Officials of Osmo IT Solutions were arrested by the economic offenses wing (EOW) on Thursday; just a day after a FIR was lodged in the Rs 3,000-crore e-tendering case.

The police have arrested the firm's director's Vinay Choudhary and Varun Chaturvedi, along with the marketing head Sunil Golwalkar according to the EOW superintendent of police (Bhopal), Arun Mishra.

The case identifies with how a few firms purportedly illicitly figured out how to hack the e-procurement portal to see the e-tenders before the offer was to be opened and after that roll out the favourable changes in the bid.

Indeed, even after the inquiry was going on in the workplaces of Osmo in Man Sarovar Complex, Bhopal, Mishra said that the computer emergency response team report had called attention to altering in the e-tendering that had been done in the Osmo office.

 “They are in our custody and we are questioning them. We have also seized hard disks and analyzing the server data of the company,” he adds later.

EOW authorities said that in 2016, OSMO IT Solutions had been asked to organize a performance testing on for what reason the e-procurement portal was working so slowly. For that reason a "Demo department" was created in mid-2016 for preparing and practice for the department authorities and bidders.

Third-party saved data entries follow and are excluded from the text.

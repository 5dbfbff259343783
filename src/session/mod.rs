//! Session / conversation store.
//!
//! Defines the `Session`/`Message` data model, id validation, and the
//! `SessionStore` capability trait. Two backends implement the trait:
//! [`memory::InMemorySessionStore`] (single-node default) and
//! [`remote::RemoteSessionStore`] (pluggable remote key-value backend).

pub mod memory;
pub mod remote;

use crate::error::{CoreError, CoreResult};
use crate::sanitize::derive_title;
use async_trait::async_trait;
use chrono::{DateTime, Utc};
use regex::Regex;
use serde::{Deserialize, Serialize};
use std::collections::HashMap;
use std::sync::OnceLock;
use uuid::Uuid;

fn session_id_pattern() -> &'static Regex {
    static RE: OnceLock<Regex> = OnceLock::new();
    RE.get_or_init(|| Regex::new(r"^session_[0-9a-f]{16,}$").unwrap())
}

fn message_id_pattern() -> &'static Regex {
    static RE: OnceLock<Regex> = OnceLock::new();
    RE.get_or_init(|| Regex::new(r"^msg_[0-9a-f]{8,}$").unwrap())
}

/// Validate a session id against `session_[0-9a-f]{>=16}`.
pub fn validate_session_id(id: &str) -> CoreResult<()> {
    if session_id_pattern().is_match(id) {
        Ok(())
    } else {
        Err(CoreError::ValidationError(format!("malformed session id: {id}")))
    }
}

/// Validate a message id against `msg_[0-9a-f]{>=8}`.
pub fn validate_message_id(id: &str) -> CoreResult<()> {
    if message_id_pattern().is_match(id) {
        Ok(())
    } else {
        Err(CoreError::ValidationError(format!("malformed message id: {id}")))
    }
}

fn new_session_id() -> String {
    format!("session_{}", Uuid::new_v4().simple())
}

fn new_message_id() -> String {
    // uuid simple-form hex is 32 chars, comfortably over the 8-char floor.
    format!("msg_{}", &Uuid::new_v4().simple().to_string()[..12])
}

/// Conversational role of a message.
#[derive(Debug, Clone, Copy, PartialEq, Eq, Serialize, Deserialize)]
#[serde(rename_all = "lowercase")]
pub enum Role {
    User,
    Assistant,
    System,
}

/// A single turn in a conversation. Append-only once written to a session.
#[derive(Debug, Clone, Serialize, Deserialize)]
pub struct Message {
    pub id: String,
    pub role: Role,
    pub content: String,
    pub timestamp: DateTime<Utc>,
    pub token_count: u32,
    pub metadata: HashMap<String, String>,
}

impl Message {
    pub fn new(role: Role, content: String) -> Self {
        Self {
            id: new_message_id(),
            role,
            content: content.clone(),
            timestamp: Utc::now(),
            token_count: approximate_token_count(&content),
            metadata: HashMap::new(),
        }
    }

    pub fn new_user(content: String) -> Self {
        Self::new(Role::User, content)
    }

    pub fn new_assistant(content: String) -> Self {
        Self::new(Role::Assistant, content)
    }
}

fn approximate_token_count(content: &str) -> u32 {
    content.split_whitespace().count() as u32
}

/// A multi-turn conversation owned by a single user.
#[derive(Debug, Clone, Serialize, Deserialize)]
pub struct Session {
    pub id: String,
    pub user_id: String,
    pub title: String,
    pub created_at: DateTime<Utc>,
    pub updated_at: DateTime<Utc>,
    pub expires_at: DateTime<Utc>,
    pub messages: Vec<Message>,
    pub metadata: HashMap<String, String>,
}

impl Session {
    pub fn new(user_id: impl Into<String>, ttl: chrono::Duration) -> Self {
        let now = Utc::now();
        Self {
            id: new_session_id(),
            user_id: user_id.into(),
            title: String::new(),
            created_at: now,
            updated_at: now,
            expires_at: now + ttl,
            messages: Vec::new(),
            metadata: HashMap::new(),
        }
    }

    /// A session is live iff `expires_at > now`.
    pub fn is_live(&self, now: DateTime<Utc>) -> bool {
        self.expires_at > now
    }

    /// Append a message, refreshing the title from the first user message
    /// and bumping `updated_at`/`expires_at` (every write refreshes TTL).
    pub fn append(&mut self, message: Message, ttl: chrono::Duration) {
        if self.messages.is_empty() && message.role == Role::User && self.title.is_empty() {
            self.title = derive_title(&message.content);
        }
        self.messages.push(message);
        let now = Utc::now();
        self.updated_at = now;
        self.expires_at = now + ttl;
    }
}

/// One page of a user's session list.
#[derive(Debug, Clone, Serialize, Deserialize)]
pub struct SessionPage {
    pub sessions: Vec<Session>,
    pub page: usize,
    pub page_size: usize,
    pub total: usize,
}

/// Aggregate operational counters across all live sessions.
#[derive(Debug, Clone, Copy, Default, PartialEq, Eq, Serialize, Deserialize)]
pub struct SessionStoreStats {
    pub active_sessions: usize,
    pub total_messages: usize,
}

/// Capability set a session backend must provide. The
/// orchestrator depends only on this trait, never on a concrete backend.
#[async_trait]
pub trait SessionStore: Send + Sync {
    async fn create(&self, user_id: &str) -> CoreResult<Session>;
    async fn get(&self, id: &str) -> CoreResult<Session>;
    async fn exists(&self, id: &str) -> CoreResult<bool>;
    async fn append_message(&self, id: &str, message: Message) -> CoreResult<Session>;
    async fn update_title(&self, id: &str, title: &str) -> CoreResult<()>;
    async fn update_expiry(&self, id: &str, new_expiry: DateTime<Utc>) -> CoreResult<()>;
    async fn delete(&self, id: &str) -> CoreResult<()>;
    async fn list(&self, user_id: &str, page: usize, page_size: usize) -> CoreResult<SessionPage>;
    async fn cleanup(&self) -> CoreResult<usize>;
    /// Aggregate counters across all live sessions (active session count,
    /// total message count), for operational introspection.
    async fn stats(&self) -> CoreResult<SessionStoreStats>;
}

#[cfg(test)]
mod tests {
    use super::*;

    #[test]
    fn session_id_validation_accepts_well_formed_ids() {
        assert!(validate_session_id("session_0123456789abcdef").is_ok());
        assert!(validate_session_id("session_0123456789abcdef0123").is_ok());
    }

    #[test]
    fn session_id_validation_rejects_other_shapes() {
        assert!(validate_session_id("session_short").is_err());
        assert!(validate_session_id("sess_0123456789abcdef").is_err());
        assert!(validate_session_id("session_0123456789ABCDEF").is_err());
    }

    #[test]
    fn message_id_validation() {
        assert!(validate_message_id("msg_deadbeef").is_ok());
        assert!(validate_message_id("msg_dead").is_err());
    }

    #[test]
    fn title_is_set_from_first_user_message_only() {
        let mut session = Session::new("u1", chrono::Duration::minutes(30));
        session.append(
            Message::new_user("Help me design a migration plan for our on-prem SQL Server".to_string()),
            chrono::Duration::minutes(30),
        );
        let first_title = session.title.clone();
        assert!(!first_title.is_empty());

        session.append(Message::new_assistant("Sure, let's start with...".to_string()), chrono::Duration::minutes(30));
        assert_eq!(session.title, first_title);
    }
}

Later when the scam broke, an internal inquiry by Madhya Pradesh state economic development corporation (MPSEDC), who facilitated the e-tendering portal, found that the user ID given to OSMO (PT_4) was utilized more than once to get to the e-procurement portal to change the 'tender document' and the CERT report checked that the progressions had been produced using the offices of OSMO.

 “We are contacting all the departments and taking data from MPSEDC. So far we had been investigating only nine tenders from five departments, but since we are sure that a crime has been committed, it is logical that we expand the ambit of our investigations and include all e-tenders floated so far,” said the officials.

In the FIR lodged yesterday, the cases had been enrolled against five departments and eight companies, which included OSMO IT Solutions.